[ntp:questions] How to get combined clock offset

David L. Mills mills at udel.edu
Tue May 10 23:54:23 UTC 2005


David,

Your idea of propagating the server offsets upstrata has been suggested 
before. The problem is, the client gets the immediate downstratum time 
at the time the packet is sent, not the time when the server was last 
synchronized. This can result in a large delay between the primary 
server read of the reference clock until the client hears from the 
immediate downstratum server. Concidering the entire NTP subnet is one 
huge herd of coupled oscillators operating as a huge phase-lock loop, 
the long delays would result in certain system instability and eventual 
meltdown. The image of a pinball machine would be accurate.

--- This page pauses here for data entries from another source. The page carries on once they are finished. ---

//! Clap voice: several filtered noise bursts a few milliseconds apart.

use arrayvec::ArrayVec;
use bg_ir::{clamp, ClapParams};

use super::envelope::{Adsr, Curve};
use super::tone::tone_compressor;
use super::{or_default, route, Scheduled, CLEANUP_MARGIN};
use crate::error::EngineError;
use crate::graph::{FilterType, UnitKey};
use crate::synth::SynthContext;

/// Most layers a clap builds.
pub const MAX_CLAP_LAYERS: usize = 8;

/// Length of the noise burst behind each layer, seconds.
const BURST: f64 = 0.2;
const SOURCE_TAIL: f64 = 0.02;

pub(super) fn trigger(
    p: &ClapParams,
    synth: &mut SynthContext<'_>,
    when: f64,
    duration: Option<f64>,
) -> Result<Scheduled, EngineError> {
    let layers = (p.layers as usize).clamp(1, MAX_CLAP_LAYERS);
    let spread = clamp(p.layer_spread, 0.0, 0.1);
    let decay = clamp(p.decay, 0.0, 2.0);
    let release = clamp(p.release, 0.0, 2.0);
    let gate = duration.unwrap_or(decay + release + 0.02);
    let resonance = clamp(or_default(p.resonance, 1.0), 0.0, 30.0);
    let level = clamp(or_default(p.level, 1.0), 0.0, 2.0) * synth.makeup.clap;

    let mut scheduled = Scheduled::default();
    for layer in 0..layers {
        let onset = when + layer as f64 * spread;
        let peak = if layer == 0 { 1.0 } else { clamp(p.layer_level, 0.0, 1.5) };
        let cleanup = onset + gate + CLEANUP_MARGIN;

        let noise = synth.noise(p.noise_color, BURST);
        let (env, gain) = synth.envelope(cleanup)?;
        Adsr {
            attack: p.attack,
            decay,
            sustain: p.sustain,
            release,
            peak,
            curve: Curve::Exponential,
        }
        .apply(gain, onset, gate);
        synth.connect(noise, env)?;

        let mut chain: ArrayVec<UnitKey, 6> = ArrayVec::new();
        chain.push(env);
        chain.push(synth.filter(FilterType::Highpass, or_default(p.hp_freq, 100.0).max(20.0), resonance, cleanup)?);
        chain.push(synth.filter(FilterType::Lowpass, or_default(p.lp_freq, 8000.0).max(200.0), resonance, cleanup)?);
        if p.saturation > 0.001 {
            let curve = synth.caches.soft_clip_curve(p.saturation);
            chain.push(synth.shaper(curve, cleanup)?);
        }
        chain.push(synth.compressor(tone_compressor(or_default(p.comp_threshold, -24.0), 0.2), cleanup)?);
        chain.push(synth.gain(level, cleanup)?);
        route(synth, &chain)?;

        synth.play(noise, onset, onset + gate + SOURCE_TAIL)?;
        scheduled.onsets.push(onset);
        scheduled.release_at = cleanup;
    }
    Ok(scheduled)
}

There is another reason not to carry the offsets upstratum. Some links 
in the subnet can be rather noisy; however, in the current design each 
stratum amounts to a lowpass filter and smoothes the jitter. To the 
extent that the clock filter, clustering, combining and loop filter can 
reduce the jitter, you get better time than if you propagated the offsets.

Dave

David Woolley wrote:
> In article <mailman.0.1115748112.91305.questions at lists.ntp.isc.org>,
> David Lyons <David_Lyons at raytheon.com> wrote:
> 
> [ BROKEN NEWS POSTING, References LOST - Attempting to reconstruct ]
> 
> Our system deploys NTPv3, possibly due to status of NTPv4 Protocol
> Specification.
> 
> 
>>In my context "Time Quality" is the time offset of the local node's time
>>relative to the time
>>server.
> 
> 
> As I already said, if ntpd knew that, it would be able to subtract it
> from the local clock time and reduce that part of the discrepancy to zero.
> It would also do that for upstream servers and have a zero error from UTC.
> Note that ntpd only tries to synchronise with its immediate upstream
> servers as a way of synchronising with UTC time.  If it could synchronise
> exactly to UTC time whilst maintaining an offset from the upstream server,
> it would do so.
> 
> Possibly still missing a few terms, the error from UTC time is normally
> bounded by offset - tolerance and offset + tolerance, where tolerance
> is normally much larger than offset and, for v3 is something like
> root delay / 2 + root dispersion + local clock resolution + time since
> last update * worst case assumed residual slew rate.
> 
> On ntp4, most of the time, although I don't know the percentile, it will
> be within offset - jitter and offset + jitter.
> 
> One can argue that during loop capture it might be able to reduce the offset
> faster than it does, but in the steady state, the systematic part of the
> offset ought to have been eliminated and the remaining part is just
> phase noise.
> 
> 
>>When I display the ntpq rv billboard I see, e.g.
>>.... , phase=0.742, ...
> 
> 
> I don't think there is a lower case phase in RFC 1305.  Uppercase PHASE is
> a loop parameter not a process variable.  In any case, if you want the 
> offset from a particular, immediate upstream, server (noting that in 
> proper usage you are interested in UTC time, not the adjacent server time)
> you need to read the variables for that association.  There is a peer.offset,
> although I don't know if it is exposed.  I'd need to read the source code
> to work out what phase is in this display.
> 
> 
>>In NTPv3 I don't see any "offset" or "jitter" values.
> 
> 
> NTPv3 doesn't have jitter.  I don't think Dave Mills is going to answer
> questions about NTPv3, though, so you are in the same position as me,
> you need to read RFC 1305.
> 
> [ The other thing that is broken here is that the Subject didn't begin with
>   Re:, which means that newsreaders will assume a new thread given that
>   References is missing.  Note the References problem is due to a broken
>   mail to news gateway - if possible use the USENET interface directly ]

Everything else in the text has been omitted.